RSM trace the shape of existence on the expansive ‘Life is…’
Progressive rock has always been at its most convincing when technical ambition serves a larger emotional purpose. And on their new album ‘Life is…’, Polish fusion-rock project RSM uses shifting metres, muscular ensemble playing and wide-ranging stylistic influences to examine the gradual, often bewildering passage of a human life.
Following 2021’s ‘NO!’, the group’s second full-length album emerged without a rigid narrative blueprint. Yet as composer and multi-instrumentalist Rafal Szewczyk assembled the final sequence, the songs began to reveal a natural progression from beginnings towards endings. That organic development suits a record concerned with existence itself. Life rarely follows a structure visible from the outset, as its patterns tend to emerge only when enough distance has been travelled.
RSM’s sound is built around the longstanding musical relationship between Szewczyk, bassist Marcin Blasiak and drummer Paweł Stepien. Their familiarity gives the album’s more elaborate passages a strong sense of movement. Odd time signatures and sudden changes in intensity never feel included merely to demonstrate ability. Here, they become part of the record’s emotional language, reflecting instability, uncertainty and the constant adjustment demanded by experience.
Among its clearest statements is ‘Are We All in Abuse’, a track that combines difficult subject matter with rhythmic intricacy. Its odd metres retain a genuine pulse, creating a restless physical momentum around the lyrics. The track demonstrates the band’s ability to make structural complexity feel immediate, with its shifting patterns intensifying the sense of pressure behind the words.
While ‘Chasing the Truth’ explores a more instrumental direction. Energetic and constantly moving, it reflects the album’s wider interest in searching without guaranteeing discovery. The musicians appear less concerned with arriving at a fixed resolution than with following each idea through its changing forms, allowing the journey itself to become the point.

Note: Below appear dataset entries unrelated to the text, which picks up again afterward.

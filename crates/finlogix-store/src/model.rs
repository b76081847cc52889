use chrono::NaiveDate;
use serde::{Deserialize, Serialize};

use crate::contracts::types::ValidationIssue;

/// One income or expense record. This is the sole persisted entity; the
/// durable file is a JSON array of these, field for field.
#[derive(Debug, Clone, PartialEq, Serialize, Deserialize)]
pub struct Transaction {
    pub id: String,
    pub title: String,
    pub amount: f64,
    #[serde(rename = "type")]
    pub kind: TransactionKind,
    pub date: NaiveDate,
}

#[derive(Debug, Clone, Copy, PartialEq, Eq, Serialize, Deserialize)]
#[serde(rename_all = "lowercase")]
pub enum TransactionKind {
    Income,
    Expense,
}

impl TransactionKind {
    pub fn as_str(self) -> &'static str {
        match self {
            TransactionKind::Income => "income",
            TransactionKind::Expense => "expense",
        }
    }

    /// Capitalized form used by the list view and both export formats.
    pub fn label(self) -> &'static str {
        match self {
            TransactionKind::Income => "Income",
            TransactionKind::Expense => "Expense",
        }
    }

    pub fn parse(value: &str) -> Option<Self> {
        match value {
            "income" => Some(TransactionKind::Income),
            "expense" => Some(TransactionKind::Expense),
            _ => None,
        }
    }
}

impl Transaction {
    /// Checks the record invariants: non-empty id, non-empty title, and a
    /// finite positive amount. Returns every violation so the caller can
    /// surface them all at once.
    pub fn validate(&self) -> Vec<ValidationIssue> {
        let mut issues = Vec::new();

        if self.id.trim().is_empty() {
            issues.push(ValidationIssue {
                field: "id".to_string(),
                code: "missing_id".to_string(),
                description: "Transaction id must not be empty.".to_string(),
            });
        }

        if self.title.trim().is_empty() {
            issues.push(ValidationIssue {
                field: "title".to_string(),
                code: "missing_title".to_string(),
                description: "Transaction description must not be empty.".to_string(),
            });
        }

        if !self.amount.is_finite() {
            issues.push(ValidationIssue {
                field: "amount".to_string(),
                code: "amount_not_a_number".to_string(),
                description: "Amount must be a finite number.".to_string(),
            });
        } else if self.amount <= 0.0 {
            issues.push(ValidationIssue {
                field: "amount".to_string(),
                code: "amount_not_positive".to_string(),
                description: "Amount must be greater than zero.".to_string(),
            });
        }

        issues
    }
}

#[cfg(test)]
mod tests {
    use chrono::NaiveDate;

    use super::{Transaction, TransactionKind};

    fn transaction(id: &str, title: &str, amount: f64) -> Transaction {
        Transaction {
            id: id.to_string(),
            title: title.to_string(),
            amount,
            kind: TransactionKind::Income,
            date: NaiveDate::from_ymd_opt(2025, 1, 5).unwrap_or_default(),
        }
    }

    #[test]
    fn valid_transaction_has_no_issues() {
        let issues = transaction("txn_1", "Salary", 150_000.0).validate();
        assert!(issues.is_empty());
    }

    #[test]
    fn empty_title_is_rejected() {
        let issues = transaction("txn_1", "", 100.0).validate();
        assert_eq!(issues.len(), 1);
        assert_eq!(issues[0].field, "title");
    }

    #[test]
    fn whitespace_title_is_rejected() {
        let issues = transaction("txn_1", "   ", 100.0).validate();
        assert_eq!(issues.len(), 1);
        assert_eq!(issues[0].code, "missing_title");
    }

    #[test]
    fn non_positive_amounts_are_rejected() {
        for amount in [0.0, -42.15] {
            let issues = transaction("txn_1", "Rent", amount).validate();
            assert_eq!(issues.len(), 1);
            assert_eq!(issues[0].code, "amount_not_positive");
        }
    }

    #[test]
    fn non_finite_amount_is_rejected() {
        let issues = transaction("txn_1", "Rent", f64::NAN).validate();
        assert_eq!(issues.len(), 1);
        assert_eq!(issues[0].code, "amount_not_a_number");
    }

    #[test]
    fn multiple_violations_are_all_reported() {
        let issues = transaction("", "", 0.0).validate();
        assert_eq!(issues.len(), 3);
    }

    #[test]
    fn kind_round_trips_through_lowercase_names() {
        assert_eq!(
            TransactionKind::parse("income"),
            Some(TransactionKind::Income)
        );
        assert_eq!(
            TransactionKind::parse("expense"),
            Some(TransactionKind::Expense)
        );
        assert_eq!(TransactionKind::parse("transfer"), None);
        assert_eq!(TransactionKind::Income.as_str(), "income");
        assert_eq!(TransactionKind::Expense.label(), "Expense");
    }

    #[test]
    fn serde_uses_the_durable_field_names() {
        let record = transaction("txn_1", "Salary", 150_000.0);
        let encoded = serde_json::to_value(&record);
        assert!(encoded.is_ok());
        if let Ok(value) = encoded {
            assert_eq!(value["type"], "income");
            assert_eq!(value["date"], "2025-01-05");
            assert_eq!(value["title"], "Salary");
        }
    }
}
pub mod envelope;
pub mod types;
use crate::model::Transaction;

/// Case-insensitive substring match over transaction titles. An empty
/// query returns the full sequence; original order is always preserved.
pub fn filter_by_title(transactions: &[Transaction], query: &str) -> Vec<Transaction> {
    if query.is_empty() {
        return transactions.to_vec();
    }

    let needle = query.to_lowercase();
    transactions
        .iter()
        .filter(|transaction| transaction.title.to_lowercase().contains(&needle))
        .cloned()
        .collect()
}

#[cfg(test)]
mod tests {
    use chrono::NaiveDate;

    use crate::model::{Transaction, TransactionKind};

    use super::filter_by_title;

    fn transaction(id: &str, title: &str) -> Transaction {
        Transaction {
            id: id.to_string(),
            title: title.to_string(),
            amount: 10.0,
            kind: TransactionKind::Expense,
            date: NaiveDate::from_ymd_opt(2025, 1, 6).unwrap_or_default(),
        }
    }

    fn sample() -> Vec<Transaction> {
        vec![
            transaction("txn_1", "Monthly salary"),
            transaction("txn_2", "Rent"),
            transaction("txn_3", "Salary advance"),
        ]
    }

    #[test]
    fn empty_query_returns_the_full_sequence() {
        let snapshot = sample();
        let filtered = filter_by_title(&snapshot, "");
        assert_eq!(filtered, snapshot);
    }

    #[test]
    fn match_is_case_insensitive() {
        let filtered = filter_by_title(&sample(), "SALARY");
        assert_eq!(filtered.len(), 2);
        assert_eq!(filtered[0].id, "txn_1");
        assert_eq!(filtered[1].id, "txn_3");
    }

    #[test]
    fn result_preserves_relative_order() {
        let filtered = filter_by_title(&sample(), "a");
        let ids: Vec<&str> = filtered.iter().map(|t| t.id.as_str()).collect();
        assert_eq!(ids, vec!["txn_1", "txn_3"]);
    }

    #[test]
    fn no_match_yields_empty_result() {
        let filtered = filter_by_title(&sample(), "groceries");
        assert!(filtered.is_empty());
    }

    #[test]
    fn filtering_is_idempotent() {
        let once = filter_by_title(&sample(), "salary");
        let twice = filter_by_title(&once, "salary");
        assert_eq!(once, twice);
    }
}
use std::io;

use finlogix_store::format::format_naira;
use serde_json::Value;

use super::warning_lines;

pub fn render_add(data: &Value) -> io::Result<String> {
    let transaction = data.get("transaction").cloned().unwrap_or(Value::Null);
    let title = transaction.get("title").and_then(Value::as_str).unwrap_or("");
    let kind = transaction.get("type").and_then(Value::as_str).unwrap_or("");
    let amount = transaction
        .get("amount")
        .and_then(Value::as_f64)
        .unwrap_or(0.0);
    let date = transaction.get("date").and_then(Value::as_str).unwrap_or("");
    let id = transaction.get("id").and_then(Value::as_str).unwrap_or("");
    let count = data.get("count").and_then(Value::as_u64).unwrap_or(0);

    let mut lines = vec![
        "Transaction added successfully!".to_string(),
        String::new(),
        format!("  Recorded {kind} \"{title}\" of {} on {date}.", format_naira(amount)),
        format!("  Id: {id}"),
        format!("  Transactions on record: {count}"),
    ];
    lines.extend(warning_lines(data));

    Ok(lines.join("\n"))
}

pub fn render_remove(data: &Value) -> io::Result<String> {
    let id = data.get("id").and_then(Value::as_str).unwrap_or("");
    let removed = data
        .get("removed")
        .and_then(Value::as_bool)
        .unwrap_or(false);
    let count = data.get("count").and_then(Value::as_u64).unwrap_or(0);

    let mut lines = if removed {
        vec![
            format!("Removed transaction {id}."),
            format!("  Transactions on record: {count}"),
        ]
    } else {
        vec![
            format!("No transaction with id {id}; nothing was removed."),
            "  Run `finlogix list` to look up transaction ids.".to_string(),
        ]
    };
    lines.extend(warning_lines(data));

    Ok(lines.join("\n"))
}

pub fn render_clear(data: &Value) -> io::Result<String> {
    let cancelled = data
        .get("cancelled")
        .and_then(Value::as_bool)
        .unwrap_or(false);
    if cancelled {
        return Ok("Cancelled. Nothing was deleted.".to_string());
    }

    let cleared_count = data
        .get("cleared_count")
        .and_then(Value::as_u64)
        .unwrap_or(0);

    let mut lines = vec![format!("Deleted all {cleared_count} transactions.")];
    lines.extend(warning_lines(data));

    Ok(lines.join("\n"))
}
use std::io;

use finlogix_store::{StoreError, SuccessEnvelope};
use serde::Serialize;
use serde_json::{Value, json};

const JSON_VERSION: &str = "v1";

pub fn render_success_json(success: &SuccessEnvelope) -> io::Result<String> {
    let value = match success.command.as_str() {
        "list" => render_list_json(&success.data),
        "summary" => success.data.clone(),
        "add" | "remove" | "clear" | "export" => render_enveloped_json(&success.data),
        _ => {
            return Err(io::Error::other(format!(
                "JSON output is not supported for command `{}`",
                success.command
            )));
        }
    };

    serialize_json_pretty(&value)
}

pub fn render_error_json(error: &StoreError) -> io::Result<String> {
    let payload = json!({
        "error": {
            "code": error.code,
            "message": error.message,
            "recovery_steps": error.recovery_steps,
        }
    });
    serialize_json_pretty(&payload)
}

fn render_enveloped_json(data: &Value) -> Value {
    json!({
        "ok": true,
        "version": JSON_VERSION,
        "data": data.clone()
    })
}

fn render_list_json(data: &Value) -> Value {
    let rows = data
        .get("rows")
        .and_then(Value::as_array)
        .cloned()
        .unwrap_or_default();
    Value::Array(rows)
}

fn serialize_json_pretty<T>(value: &T) -> io::Result<String>
where
    T: Serialize,
{
    serde_json::to_string_pretty(value).map_err(io::Error::other)
}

Closing track ‘Life’ brings the record towards a more reflective conclusion. Its moodier character and contemplative words allow the album’s energy to subside without offering an artificially definitive answer.
Together, they have produced an album that is ambitious without becoming detached and technically accomplished without losing its human character. ‘Life is…’ doesn’t attempt to explain existence in seven easy steps. It observes its movement, contradictions and inevitable conclusion through music that is equally unwilling to remain in one place.
Thoughtful, substantial and confidently performed, it finds RSM creating their most mature statement so far; delivering an album that asks large questions while trusting us to remain inside the uncertainty.